Data records:
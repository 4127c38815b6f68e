//! Status line extraction, display labels and turn outcome heuristics.

use ccrelay_core::TurnOutcome;

use crate::chrome::{find_chrome_boundary, is_separator, strip_chrome};
use crate::glyph::classify_spinner_glyph;

// ─── Status Line ─────────────────────────────────────────────────

/// Text after the spinner glyph sitting just above the chrome separators.
///
/// Only separators inside the bottom chrome block are considered, so a
/// symbol-led line in agent output is never mistaken for a status.
pub fn extract_status_line<S: AsRef<str>>(lines: &[S]) -> Option<String> {
    let lines: Vec<&str> = lines.iter().map(|l| l.as_ref()).collect();
    let start = find_chrome_boundary(&lines)?;

    for i in (start..lines.len()).rev() {
        if !is_separator(lines[i]) {
            continue;
        }
        // Up to two rows above, skipping one blank.
        for offset in 1..=2 {
            let Some(j) = i.checked_sub(offset) else {
                break;
            };
            let candidate = lines[j].trim();
            if candidate.is_empty() {
                continue;
            }
            let mut chars = candidate.chars();
            let first = chars.next()?;
            if classify_spinner_glyph(first) {
                let rest = chars.as_str().trim();
                if !rest.is_empty() {
                    return Some(rest.to_string());
                }
            }
            break;
        }
    }
    None
}

// ─── Display Labels ──────────────────────────────────────────────

/// First keyword match wins: against the first word, then the whole text.
const STATUS_KEYWORDS: &[(&str, &str)] = &[
    ("think", "…thinking"),
    ("reason", "…thinking"),
    ("test", "…testing"),
    ("read", "…reading"),
    ("edit", "…editing"),
    ("writ", "…writing"),
    ("search", "…searching"),
    ("grep", "…searching"),
    ("glob", "…searching"),
    ("install", "…installing"),
    ("runn", "…running"),
    ("bash", "…running"),
    ("execut", "…running"),
    ("compil", "…building"),
    ("build", "…building"),
    ("compact", "…compacting"),
    ("lint", "…linting"),
    ("format", "…formatting"),
    ("fetch", "…fetching"),
    ("commit", "…committing"),
    ("debug", "…debugging"),
    ("creat", "…creating"),
    ("check", "…checking"),
    ("updat", "…updating"),
    ("analyz", "…analyzing"),
    ("pars", "…parsing"),
    ("verif", "…verifying"),
];

pub fn format_status_label(raw: &str) -> &'static str {
    let lower = raw.to_lowercase();
    let first_word = lower.split_whitespace().next().unwrap_or("");
    STATUS_KEYWORDS
        .iter()
        .find(|(kw, _)| first_word.contains(kw))
        .or_else(|| STATUS_KEYWORDS.iter().find(|(kw, _)| lower.contains(kw)))
        .map_or("…working", |&(_, label)| label)
}

// ─── Turn Outcome ────────────────────────────────────────────────

const CANCEL_MARKERS: &[&str] = &[
    "interrupted by user",
    "⎿  interrupted",
    "request interrupted",
    "conversation interrupted",
];

const FAILURE_MARKERS: &[&str] = &[
    "api error",
    "error:",
    "request failed",
    "rate limit",
    "✕",
];

/// Leading glyphs of a finished assistant reply (Claude, Codex, Gemini).
const REPLY_GLYPHS: &[char] = &['⏺', '•', '✦'];

/// How many rows above the chrome to inspect.
const OUTCOME_WINDOW: usize = 12;

/// Best-effort outcome of the turn that just went idle.
///
/// Returns [`TurnOutcome::Unknown`] whenever the tail is ambiguous.
pub fn classify_turn_outcome<S: AsRef<str>>(lines: &[S]) -> TurnOutcome {
    let lines: Vec<&str> = lines.iter().map(|l| l.as_ref()).collect();
    let body = strip_chrome(&lines);
    let tail: Vec<&str> = body
        .iter()
        .rev()
        .map(|l| l.trim())
        .filter(|l| !l.is_empty())
        .take(OUTCOME_WINDOW)
        .collect();
    if tail.is_empty() {
        return TurnOutcome::Unknown;
    }

    let lower: Vec<String> = tail.iter().map(|l| l.to_lowercase()).collect();
    if lower
        .iter()
        .any(|l| CANCEL_MARKERS.iter().any(|m| l.contains(m)))
    {
        return TurnOutcome::Cancelled;
    }
    // Failures only count near the bottom; older errors may have been retried.
    if lower
        .iter()
        .take(3)
        .any(|l| FAILURE_MARKERS.iter().any(|m| l.starts_with(m) || l.contains(&format!("⎿  {m}"))))
    {
        return TurnOutcome::Failed;
    }
    if tail
        .iter()
        .any(|l| l.chars().next().is_some_and(|c| REPLY_GLYPHS.contains(&c)))
    {
        return TurnOutcome::Completed;
    }
    TurnOutcome::Unknown
}

#[cfg(test)]
mod tests {
    use super::*;

    fn sep() -> String {
        "─".repeat(50)
    }

    fn screen(body: &[&str], status: Option<&str>) -> Vec<String> {
        let mut lines: Vec<String> = body.iter().map(|s| s.to_string()).collect();
        if let Some(s) = status {
            lines.push(s.to_string());
            lines.push(String::new());
        }
        lines.push(sep());
        lines.push("❯ ".to_string());
        lines.push(sep());
        lines.push("  ⏵⏵ accept edits on".to_string());
        lines
    }

    #[test]
    fn status_above_chrome() {
        let lines = screen(&["⏺ Reading files"], Some("✻ Thinking… (esc to interrupt)"));
        assert_eq!(
            extract_status_line(&lines).as_deref(),
            Some("Thinking… (esc to interrupt)")
        );
    }

    #[test]
    fn braille_spinner_recognized() {
        let lines = screen(&["output"], Some("⠋ Running tests"));
        assert_eq!(extract_status_line(&lines).as_deref(), Some("Running tests"));
    }

    #[test]
    fn idle_screen_has_no_status() {
        let lines = screen(&["⏺ Done."], None);
        assert_eq!(extract_status_line(&lines), None);
    }

    #[test]
    fn symbol_in_body_is_not_status() {
        // ⏺ is a symbol but sits far above the chrome with content between.
        let lines = screen(&["⏺ Wrote 3 files", "long explanation follows here"], None);
        assert_eq!(extract_status_line(&lines), None);
    }

    #[test]
    fn no_chrome_degrades_to_none() {
        let lines = vec!["✻ looks like status", "$ "];
        assert_eq!(extract_status_line(&lines), None);
        let empty: Vec<String> = Vec::new();
        assert_eq!(extract_status_line(&empty), None);
    }

    #[test]
    fn labels_prefer_first_word() {
        assert_eq!(format_status_label("Writing tests"), "…writing");
        assert_eq!(format_status_label("Thinking… (esc to interrupt)"), "…thinking");
        assert_eq!(format_status_label("Pondering the build"), "…building");
        assert_eq!(format_status_label("Flibbertigibbeting"), "…working");
        assert_eq!(format_status_label(""), "…working");
    }

    #[test]
    fn outcome_cancelled() {
        let lines = screen(&["⏺ Let me check", "  ⎿  Interrupted by user"], None);
        assert_eq!(classify_turn_outcome(&lines), TurnOutcome::Cancelled);
    }

    #[test]
    fn outcome_failed() {
        let lines = screen(&["⏺ Working on it", "API Error: 529 overloaded"], None);
        assert_eq!(classify_turn_outcome(&lines), TurnOutcome::Failed);
    }

    #[test]
    fn outcome_completed() {
        let lines = screen(&["> fix the bug", "⏺ Fixed the off-by-one in parser.rs."], None);
        assert_eq!(classify_turn_outcome(&lines), TurnOutcome::Completed);
    }

    #[test]
    fn outcome_unknown_when_ambiguous() {
        let lines = screen(&["some text without markers"], None);
        assert_eq!(classify_turn_outcome(&lines), TurnOutcome::Unknown);
        let empty: Vec<String> = Vec::new();
        assert_eq!(classify_turn_outcome(&empty), TurnOutcome::Unknown);
    }
}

Action item: Set down the listing above in full, please, exactly as it appears.

Output for this task:
repository 4127c38815b6f68e
//! Status line extraction, display labels and turn outcome heuristics.

use ccrelay_core::TurnOutcome;

use crate::chrome::{find_chrome_boundary, is_separator, strip_chrome};
use crate::glyph::classify_spinner_glyph;

// ─── Status Line ─────────────────────────────────────────────────

/// Text after the spinner glyph sitting just above the chrome separators.
///
/// Only separators inside the bottom chrome block are considered, so a
/// symbol-led line in agent output is never mistaken for a status.
pub fn extract_status_line<S: AsRef<str>>(lines: &[S]) -> Option<String> {
    let lines: Vec<&str> = lines.iter().map(|l| l.as_ref()).collect();
    let start = find_chrome_boundary(&lines)?;

    for i in (start..lines.len()).rev() {
        if !is_separator(lines[i]) {
            continue;
        }
        // Up to two rows above, skipping one blank.
        for offset in 1..=2 {
            let Some(j) = i.checked_sub(offset) else {
                break;
            };
            let candidate = lines[j].trim();
            if candidate.is_empty() {
                continue;
            }
            let mut chars = candidate.chars();
            let first = chars.next()?;
            if classify_spinner_glyph(first) {
                let rest = chars.as_str().trim();
                if !rest.is_empty() {
                    return Some(rest.to_string());
                }
            }
            break;
        }
    }
    None
}

// ─── Display Labels ──────────────────────────────────────────────

/// First keyword match wins: against the first word, then the whole text.
const STATUS_KEYWORDS: &[(&str, &str)] = &[
    ("think", "…thinking"),
    ("reason", "…thinking"),
    ("test", "…testing"),
    ("read", "…reading"),
    ("edit", "…editing"),
    ("writ", "…writing"),
    ("search", "…searching"),
    ("grep", "…searching"),
    ("glob", "…searching"),
    ("install", "…installing"),
    ("runn", "…running"),
    ("bash", "…running"),
    ("execut", "…running"),
    ("compil", "…building"),
    ("build", "…building"),
    ("compact", "…compacting"),
    ("lint", "…linting"),
    ("format", "…formatting"),
    ("fetch", "…fetching"),
    ("commit", "…committing"),
    ("debug", "…debugging"),
    ("creat", "…creating"),
    ("check", "…checking"),
    ("updat", "…updating"),
    ("analyz", "…analyzing"),
    ("pars", "…parsing"),
    ("verif", "…verifying"),
];

pub fn format_status_label(raw: &str) -> &'static str {
    let lower = raw.to_lowercase();
    let first_word = lower.split_whitespace().next().unwrap_or("");
    STATUS_KEYWORDS
        .iter()
        .find(|(kw, _)| first_word.contains(kw))
        .or_else(|| STATUS_KEYWORDS.iter().find(|(kw, _)| lower.contains(kw)))
        .map_or("…working", |&(_, label)| label)
}

// ─── Turn Outcome ────────────────────────────────────────────────

const CANCEL_MARKERS: &[&str] = &[
    "interrupted by user",
    "⎿  interrupted",
    "request interrupted",
    "conversation interrupted",
];

const FAILURE_MARKERS: &[&str] = &[
    "api error",
    "error:",
    "request failed",
    "rate limit",
    "✕",
];

/// Leading glyphs of a finished assistant reply (Claude, Codex, Gemini).
const REPLY_GLYPHS: &[char] = &['⏺', '•', '✦'];

/// How many rows above the chrome to inspect.
const OUTCOME_WINDOW: usize = 12;

/// Best-effort outcome of the turn that just went idle.
///
/// Returns [`TurnOutcome::Unknown`] whenever the tail is ambiguous.
pub fn classify_turn_outcome<S: AsRef<str>>(lines: &[S]) -> TurnOutcome {
    let lines: Vec<&str> = lines.iter().map(|l| l.as_ref()).collect();
    let body = strip_chrome(&lines);
    let tail: Vec<&str> = body
        .iter()
        .rev()
        .map(|l| l.trim())
        .filter(|l| !l.is_empty())
        .take(OUTCOME_WINDOW)
        .collect();
    if tail.is_empty() {
        return TurnOutcome::Unknown;
    }

    let lower: Vec<String> = tail.iter().map(|l| l.to_lowercase()).collect();
    if lower
        .iter()
        .any(|l| CANCEL_MARKERS.iter().any(|m| l.contains(m)))
    {
        return TurnOutcome::Cancelled;
    }
    // Failures only count near the bottom; older errors may have been retried.
    if lower
        .iter()
        .take(3)
        .any(|l| FAILURE_MARKERS.iter().any(|m| l.starts_with(m) || l.contains(&format!("⎿  {m}"))))
    {
        return TurnOutcome::Failed;
    }
    if tail
        .iter()
        .any(|l| l.chars().next().is_some_and(|c| REPLY_GLYPHS.contains(&c)))
    {
        return TurnOutcome::Completed;
    }
    TurnOutcome::Unknown
}

#[cfg(test)]
mod tests {
    use super::*;

    fn sep() -> String {
        "─".repeat(50)
    }

    fn screen(body: &[&str], status: Option<&str>) -> Vec<String> {
        let mut lines: Vec<String> = body.iter().map(|s| s.to_string()).collect();
        if let Some(s) = status {
            lines.push(s.to_string());
            lines.push(String::new());
        }
        lines.push(sep());
        lines.push("❯ ".to_string());
        lines.push(sep());
        lines.push("  ⏵⏵ accept edits on".to_string());
        lines
    }

    #[test]
    fn status_above_chrome() {
        let lines = screen(&["⏺ Reading files"], Some("✻ Thinking… (esc to interrupt)"));
        assert_eq!(
            extract_status_line(&lines).as_deref(),
            Some("Thinking… (esc to interrupt)")
        );
    }

    #[test]
    fn braille_spinner_recognized() {
        let lines = screen(&["output"], Some("⠋ Running tests"));
        assert_eq!(extract_status_line(&lines).as_deref(), Some("Running tests"));
    }

    #[test]
    fn idle_screen_has_no_status() {
        let lines = screen(&["⏺ Done."], None);
        assert_eq!(extract_status_line(&lines), None);
    }

    #[test]
    fn symbol_in_body_is_not_status() {
        // ⏺ is a symbol but sits far above the chrome with content between.
        let lines = screen(&["⏺ Wrote 3 files", "long explanation follows here"], None);
        assert_eq!(extract_status_line(&lines), None);
    }

    #[test]
    fn no_chrome_degrades_to_none() {
        let lines = vec!["✻ looks like status", "$ "];
        assert_eq!(extract_status_line(&lines), None);
        let empty: Vec<String> = Vec::new();
        assert_eq!(extract_status_line(&empty), None);
    }

    #[test]
    fn labels_prefer_first_word() {
        assert_eq!(format_status_label("Writing tests"), "…writing");
        assert_eq!(format_status_label("Thinking… (esc to interrupt)"), "…thinking");
        assert_eq!(format_status_label("Pondering the build"), "…building");
        assert_eq!(format_status_label("Flibbertigibbeting"), "…working");
        assert_eq!(format_status_label(""), "…working");
    }

    #[test]
    fn outcome_cancelled() {
        let lines = screen(&["⏺ Let me check", "  ⎿  Interrupted by user"], None);
        assert_eq!(classify_turn_outcome(&lines), TurnOutcome::Cancelled);
    }

    #[test]
    fn outcome_failed() {
        let lines = screen(&["⏺ Working on it", "API Error: 529 overloaded"], None);
        assert_eq!(classify_turn_outcome(&lines), TurnOutcome::Failed);
    }

    #[test]
    fn outcome_completed() {
        let lines = screen(&["> fix the bug", "⏺ Fixed the off-by-one in parser.rs."], None);
        assert_eq!(classify_turn_outcome(&lines), TurnOutcome::Completed);
    }

    #[test]
    fn outcome_unknown_when_ambiguous() {
        let lines = screen(&["some text without markers"], None);
        assert_eq!(classify_turn_outcome(&lines), TurnOutcome::Unknown);
        let empty: Vec<String> = Vec::new();
        assert_eq!(classify_turn_outcome(&empty), TurnOutcome::Unknown);
    }
}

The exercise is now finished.